We now have the HFC legislation, which directs the Environmental Protection Agency to enforce the phase-down schedule called for in the treaty amendment. It will reduce HFC use by 85 percent over the next 15 years and, according to an analysis by the research firm Rhodium Group, cut emissions over that period by the equivalent of 900 million metric tons of carbon dioxide, more than the total annual emissions of Germany. A global transition away from HFCs could avoid up to 0.5 degrees Celsius of projected warming by 2100. That is significant.
But we also need the treaty amendment to keep U.S. manufacturers in the technological driver’s seat, create jobs in the U.S. and expand market share abroad for the HFC alternatives that American manufacturers have developed and are developing. Other countries where HFC markets are growing rapidly, such as India, Brazil and China, seem to be waiting for the U.S. to take action.
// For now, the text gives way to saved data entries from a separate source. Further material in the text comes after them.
//! # Booking Service
//!
//! Orchestrates validation, conflict checking, lifecycle transitions and
//! calendar generation over injected ports. Holds no state of its own; every
//! call is a bounded request/response against the shared store.

use std::collections::BTreeSet;
use std::sync::Arc;

use chrono::{NaiveDate, NaiveTime};
use rust_decimal::Decimal;
use tracing::{info, instrument, warn};
use uuid::Uuid;

use crate::calendar::{self, MonthGrid};
use crate::conflict::{Availability, ConflictChecker};
use crate::error::{AppError, ConflictReason, Result, ValidationErrors};
use crate::lifecycle::LifecycleManager;
use crate::models::{
    AccountId, Actor, ActorRole, RenterSummary, Reservation, ReservationId, ReservationStatus,
    ReservationSummary, TransitionOutcome, Venue, VenueId,
};
use crate::traits::{AvailabilityStore, Clock, ReservationRepo, VenueDirectory};
use crate::validation::{validate_reservation, ReservationForm};

#[derive(Clone)]
pub struct BookingService {
    venues: Arc<dyn VenueDirectory>,
    reservations: Arc<dyn ReservationRepo>,
    availability: Arc<dyn AvailabilityStore>,
    clock: Arc<dyn Clock>,
    checker: ConflictChecker,
    lifecycle: LifecycleManager,
}

impl BookingService {
    pub fn new(
        venues: Arc<dyn VenueDirectory>,
        reservations: Arc<dyn ReservationRepo>,
        availability: Arc<dyn AvailabilityStore>,
        clock: Arc<dyn Clock>,
    ) -> Self {
        Self {
            checker: ConflictChecker::new(reservations.clone(), availability.clone()),
            lifecycle: LifecycleManager::new(reservations.clone()),
            venues,
            reservations,
            availability,
            clock,
        }
    }

    /// Validates the form, checks the venue-day, and stores a `pending`
    /// reservation. Returns the new reservation's id.
    #[instrument(skip(self, form))]
    pub async fn create_reservation(
        &self,
        venue_id: VenueId,
        renter_id: Option<AccountId>,
        form: &ReservationForm,
    ) -> Result<ReservationId> {
        let validated =
            validate_reservation(form, self.clock.today()).map_err(AppError::ValidationError)?;

        let venue = self.venue(venue_id).await?;
        if !venue.accepts_reservations() {
            return Err(AppError::Conflict(ConflictReason::VenueClosed));
        }

        if let Availability::Conflict(reason) =
            self.checker.check(venue_id, validated.event_date).await?
        {
            return Err(AppError::Conflict(reason));
        }

        let reservation = Reservation {
            id: Uuid::now_v7(),
            venue_id,
            renter_id,
            event_date: validated.event_date,
            start_time: validated.start_time,
            end_time: validated.end_time,
            status: ReservationStatus::Pending,
            contact: validated.contact,
            created_at: self.clock.now(),
        };
        // The store re-checks atomically; a racing request loses here.
        self.reservations.insert_pending(&reservation).await?;

        info!(reservation_id = %reservation.id, %venue_id, event_date = %reservation.event_date, "reservation requested");
        Ok(reservation.id)
    }

    pub async fn check_availability(&self, venue_id: VenueId, date: NaiveDate) -> Result<Availability> {
        self.venue(venue_id).await?;
        self.checker.check(venue_id, date).await
    }

    /// All reservations on the owner's venues. An unrecognised `status_filter`
    /// means no filter.
    pub async fn list_for_owner(
        &self,
        owner_id: AccountId,
        status_filter: Option<&str>,
    ) -> Result<Vec<ReservationSummary>> {
        let status = status_filter.and_then(|raw| raw.parse::<ReservationStatus>().ok());
        self.reservations.list_for_owner(owner_id, status).await
    }

    pub async fn list_for_renter(&self, renter_id: AccountId) -> Result<Vec<ReservationSummary>> {
        self.reservations.list_for_renter(renter_id).await
    }

    /// Reservation details as shown to the venue owner.
    pub async fn reservation_for_owner(
        &self,
        id: ReservationId,
        actor: &Actor,
    ) -> Result<ReservationSummary> {
        let summary = self.summary(id).await?;
        if actor.role != ActorRole::Owner || summary.venue_owner_id != actor.id {
            warn!(reservation_id = %id, actor_id = %actor.id, "details requested by non-owner");
            return Err(AppError::Forbidden(
                "you are not authorized to view this reservation".to_string(),
            ));
        }
        Ok(summary)
    }

    /// Reservation details as shown to the renter who made it.
    pub async fn reservation_for_renter(
        &self,
        id: ReservationId,
        actor: &Actor,
    ) -> Result<ReservationSummary> {
        let summary = self.summary(id).await?;
        if summary.reservation.renter_id != Some(actor.id) {
            warn!(reservation_id = %id, actor_id = %actor.id, "details requested by another renter");
            return Err(AppError::Forbidden(
                "reservation does not belong to you".to_string(),
            ));
        }
        Ok(summary)
    }

    pub async fn renter_summary(&self, renter_id: AccountId) -> Result<RenterSummary> {
        let today = self.clock.today();
        let rows = self.reservations.list_for_renter(renter_id).await?;
        Ok(rows.iter().fold(RenterSummary::default(), |mut acc, row| {
            let r = &row.reservation;
            acc.total += 1;
            match r.status {
                ReservationStatus::Pending => acc.pending += 1,
                ReservationStatus::Confirmed if r.event_date >= today => acc.upcoming_confirmed += 1,
                _ => {}
            }
            acc
        }))
    }

    pub async fn owner_pending_count(&self, owner_id: AccountId) -> Result<usize> {
        Ok(self
            .reservations
            .list_for_owner(owner_id, Some(ReservationStatus::Pending))
            .await?
            .len())
    }

    #[instrument(skip(self), fields(actor_id = %actor.id))]
    pub async fn accept(&self, id: ReservationId, actor: &Actor) -> Result<TransitionOutcome> {
        self.lifecycle.accept(id, actor).await
    }

    #[instrument(skip(self), fields(actor_id = %actor.id))]
    pub async fn reject(&self, id: ReservationId, actor: &Actor) -> Result<TransitionOutcome> {
        self.lifecycle.reject(id, actor).await
    }

    #[instrument(skip(self), fields(actor_id = %actor.id))]
    pub async fn set_status(
        &self,
        id: ReservationId,
        status: ReservationStatus,
        actor: &Actor,
    ) -> Result<TransitionOutcome> {
        self.lifecycle.set_status(id, status, actor).await
    }

    #[instrument(skip(self), fields(actor_id = %actor.id))]
    pub async fn cancel_own(&self, id: ReservationId, actor: &Actor) -> Result<TransitionOutcome> {
        self.lifecycle.cancel_own(id, actor).await
    }

    /// Month grid for a venue. Owner-blocked dates and dates holding an
    /// active reservation are both shown as unavailable.
    pub async fn venue_calendar(
        &self,
        venue_id: VenueId,
        year: i32,
        month: u32,
        selected: Option<NaiveDate>,
    ) -> Result<MonthGrid> {
        let (first, last) = calendar::month_bounds(year, month)?;
        self.venue(venue_id).await?;

        let mut blocked = self.availability.unavailable_between(venue_id, first, last).await?;
        blocked.extend(self.reservations.active_dates(venue_id, first, last).await?);

        let grid = calendar::generate_month(year, month, &blocked, self.clock.today())?;
        Ok(match selected {
            Some(date) => grid.select(date),
            None => grid,
        })
    }

    pub async fn mark_unavailable(&self, venue_id: VenueId, date: NaiveDate, actor: &Actor) -> Result<bool> {
        self.owned_venue(venue_id, actor).await?;
        self.availability.mark_unavailable(venue_id, date).await
    }

    pub async fn clear_unavailable(&self, venue_id: VenueId, date: NaiveDate, actor: &Actor) -> Result<bool> {
        self.owned_venue(venue_id, actor).await?;
        self.availability.clear_unavailable(venue_id, date).await
    }

    pub async fn replace_unavailable_dates(
        &self,
        venue_id: VenueId,
        dates: &BTreeSet<NaiveDate>,
        actor: &Actor,
    ) -> Result<()> {
        self.owned_venue(venue_id, actor).await?;
        self.availability.replace_unavailable(venue_id, dates).await?;
        info!(%venue_id, count = dates.len(), "unavailable dates replaced");
        Ok(())
    }

    /// Price per hour times the booked duration, to the minute.
    pub async fn estimate_cost(&self, venue_id: VenueId, start: NaiveTime, end: NaiveTime) -> Result<Decimal> {
        if start >= end {
            let mut errors = ValidationErrors::new();
            errors.add("end_time", "End time must be after start time.");
            return Err(AppError::ValidationError(errors));
        }
        let venue = self.venue(venue_id).await?;
        estimate(venue.price_per_hour, start, end).ok_or_else(|| {
            warn!(%venue_id, price_per_hour = %venue.price_per_hour, "cost estimate overflowed");
            let mut errors = ValidationErrors::new();
            errors.add("price_per_hour", "Estimated cost is too large to compute.");
            AppError::ValidationError(errors)
        })
    }

    async fn venue(&self, venue_id: VenueId) -> Result<Venue> {
        self.venues
            .get_venue(venue_id)
            .await?
            .ok_or_else(|| AppError::not_found("Venue", venue_id))
    }

    async fn owned_venue(&self, venue_id: VenueId, actor: &Actor) -> Result<Venue> {
        let venue = self.venue(venue_id).await?;
        if actor.role != ActorRole::Owner || venue.owner_id != actor.id {
            warn!(%venue_id, actor_id = %actor.id, "availability change attempted by non-owner");
            return Err(AppError::Forbidden(
                "only the venue owner may change its availability".to_string(),
            ));
        }
        Ok(venue)
    }

    async fn summary(&self, id: ReservationId) -> Result<ReservationSummary> {
        self.reservations
            .find_summary(id)
            .await?
            .ok_or_else(|| AppError::not_found("Reservation", id))
    }
}

/// `None` when the total does not fit in a `Decimal`.
fn estimate(price_per_hour: Decimal, start: NaiveTime, end: NaiveTime) -> Option<Decimal> {
    let minutes = (end - start).num_minutes();
    price_per_hour
        .checked_mul(Decimal::from(minutes))?
        .checked_div(Decimal::from(60))
        .map(|total| total.round_dp(2))
}
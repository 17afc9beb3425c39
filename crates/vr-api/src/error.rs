//! Maps engine errors onto HTTP responses.
//!
//! Every failure body has the same shape: `{"error": <kind>, "message": ...}`
//! plus `fields` for validation errors and `reason` for conflicts.

use actix_web::{http::StatusCode, HttpResponse, ResponseError};
use serde_json::json;
use tracing::error;
use vr_core::error::AppError;

#[derive(Debug, thiserror::Error)]
pub enum ApiError {
    #[error(transparent)]
    App(#[from] AppError),

    #[error("unauthenticated: {0}")]
    Unauthenticated(String),

    #[error("bad request: {0}")]
    BadRequest(String),
}

impl ApiError {
    fn kind(&self) -> &'static str {
        match self {
            Self::App(AppError::ValidationError(_)) => "validation",
            Self::App(AppError::Conflict(_)) => "conflict",
            Self::App(AppError::NotFound(_, _)) => "not_found",
            Self::App(AppError::Forbidden(_)) => "forbidden",
            Self::App(AppError::InvalidTransition { .. }) => "invalid_transition",
            Self::App(AppError::StoreUnavailable(_)) => "store_unavailable",
            Self::Unauthenticated(_) => "unauthenticated",
            Self::BadRequest(_) => "bad_request",
        }
    }
}

impl ResponseError for ApiError {
    fn status_code(&self) -> StatusCode {
        match self {
            Self::App(AppError::ValidationError(_)) => StatusCode::UNPROCESSABLE_ENTITY,
            Self::App(AppError::Conflict(_)) => StatusCode::CONFLICT,
            Self::App(AppError::InvalidTransition { .. }) => StatusCode::CONFLICT,
            Self::App(AppError::NotFound(_, _)) => StatusCode::NOT_FOUND,
            Self::App(AppError::Forbidden(_)) => StatusCode::FORBIDDEN,
            Self::App(AppError::StoreUnavailable(_)) => StatusCode::SERVICE_UNAVAILABLE,
            Self::Unauthenticated(_) => StatusCode::UNAUTHORIZED,
            Self::BadRequest(_) => StatusCode::BAD_REQUEST,
        }
    }

    fn error_response(&self) -> HttpResponse {
        let body = match self {
            Self::App(AppError::ValidationError(errors)) => json!({
                "error": self.kind(),
                "message": "the request has invalid fields",
                "fields": errors,
            }),
            Self::App(AppError::Conflict(reason)) => json!({
                "error": self.kind(),
                "message": reason.to_string(),
                "reason": reason,
            }),
            Self::App(AppError::StoreUnavailable(detail)) => {
                // Store details stay in the log.
                error!(%detail, "store unavailable");
                json!({
                    "error": self.kind(),
                    "message": "service temporarily unavailable",
                })
            }
            other => json!({
                "error": self.kind(),
                "message": other.to_string(),
            }),
        };
        HttpResponse::build(self.status_code()).json(body)
    }
}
Those countries have among the fastest growing markets for air-conditioning and refrigeration and offer a huge potential market for HFC alternatives once they ratify the treaty amendment.
But, without approving the amendment, the U.S. is likely to struggle to sell its technology in countries that have agreed to it, since those countries are likely to give trade preferences to fellow treaty members. The U.S. would be left on the outside.
The Biden administration has promised to submit the treaty amendment to the Senate by the end of March. Then it will be up to the Senate to take the next step and approve it.
Stephen Yurek is the president and chief executive officer of the Air-Conditioning, Heating, and Refrigeration Institute, a trade association. Bob Keefe is the executive director of E2, a nonpartisan group of business leaders and investors promoting policies that are beneficial to the economy and the environment.